Dans ce contexte, le ratio « aide nette/frais de scolarité » (58 % pour les établissements en gestion directe et 35 % pour les établissements conventionnés) ne saurait poursuivre sa décroissance sans que soient altérés, non seulement le modèle sur lequel repose l'enseignement français à l'étranger, mais aussi et surtout le développement de cet instrument majeur de l'influence française dans le monde. »

Victime de son succès, le modèle de l'AEFE doit s'adapter, pour éviter que la demande croissante ne se traduise, dans un contexte de diminution des crédits, par une augmentation des droits de scolarité, qui ont déjà augmenté de manière significative depuis 2008, au risque de détourner certaines familles de l'enseignement français à l'étranger.

Pour préserver les fondements du réseau de l'AEFE, tout en optimisant ses effets d'influence, la Cour des comptes formule huit recommandations :

- Établir une cartographie prospective ;

- Fournir à tous les élèves un numéro d'identification étudiant (INE) afin de pouvoir assurer leur suivi dans l'enseignement supérieur français ;

- Intégrer l'Association des anciens élèves des lycées français du monde dans la structure de gouvernance du réseau et lui donner les moyens, sur la base d'une convention, de déployer une mission d'influence ;

- Accroître la place des parents dans la gouvernance des établissements ;

- Établir pour les EGD et établissements conventionnés une valeur cible de la proportion entre les financements publics français et les autres sources de financements ;

- Établir de nouvelles règles de gestion pour les enseignants résidents, en supprimant les recrutements différés et en mettant progressivement un terme à la notion de reconduction tacite du détachement ;

- Réduire progressivement la proportion d'expatriés au profit des résidents à effectif total maintenu ;

- Valoriser le statut de recruté local par la formation et les parcours professionnels.


* 1 « L'enseignement français à l'étranger », rapport de la Cour des comptes du 12 septembre 2013.
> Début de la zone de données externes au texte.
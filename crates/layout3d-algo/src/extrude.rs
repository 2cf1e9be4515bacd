use crate::error::ExtrusionError;
use layout3d_core::geom::{Polygon2D, Vec3};
use layout3d_core::layers::Rgb;
use layout3d_core::solid::Solid3D;

/// Extrudes `polygon` into a right prism spanning `z_bottom..z_top`.
///
/// With `check_orientation` the ring is first wound counter-clockwise so that the
/// bottom face points to -z, the top face to +z, and side quads outward. The returned
/// solid carries no layer metadata; see [`Solid3D::with_rule`].
pub fn extrude(
    polygon: &Polygon2D,
    z_bottom: f64,
    z_top: f64,
    check_orientation: bool,
) -> Result<Solid3D, ExtrusionError> {
    if polygon.len() < 3 {
        return Err(ExtrusionError::DegeneratePolygon(polygon.len()));
    }
    if !(z_top > z_bottom) {
        return Err(ExtrusionError::InvalidZRange { z_bottom, z_top });
    }

    let ring = if check_orientation {
        polygon.to_ccw()
    } else {
        polygon.clone()
    };
    let n = ring.len();

    let mut vertices = Vec::with_capacity(2 * n);
    vertices.extend(ring.points.iter().map(|p| Vec3::new(p.x, p.y, z_bottom)));
    vertices.extend(ring.points.iter().map(|p| Vec3::new(p.x, p.y, z_top)));

    let mut faces: Vec<Vec<usize>> = Vec::with_capacity(n + 2);
    faces.push((0..n).rev().collect());
    faces.push((n..2 * n).collect());
    for i in 0..n {
        let j = (i + 1) % n;
        faces.push(vec![i, j, n + j, n + i]);
    }

    Ok(Solid3D {
        vertices,
        faces,
        z_bottom,
        z_top,
        volume: ring.area() * (z_top - z_bottom),
        material: String::new(),
        color: Rgb::default(),
        layer_name: String::new(),
        source_layer: 0,
        source_datatype: 0,
    })
}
* 2 Orientations fixées par le ministre des Affaires étrangères et du développement international et la ministre de l'Éducation nationale, de l'enseignement supérieur et de la recherche, figurant dans le relevé de conclusions de la réunion du 20 novembre 2014. Ces orientations viennent en appui au Plan d'action en faveur de l'enseignement français à l'étranger présenté le 28 août 2013 par Mme Hélène Conway-Mouret, alors ministre déléguée chargée des Français de l'étranger.

* 3 « Quel avenir pour l'enseignement français en Europe ? », rapport de M. François Perret, Doyen honoraire, juillet 2015.

* 4 Inspecteurs d'académie - inspecteurs pédagogiques régionaux.

* 5 C'est-à-dire les élèves qui souffrent d'une maladie chronique, les élèves « dys », les élèves intellectuellement précoces, les élèves handicapés et les élèves en grande difficulté d'apprentissage ou d'adaptation.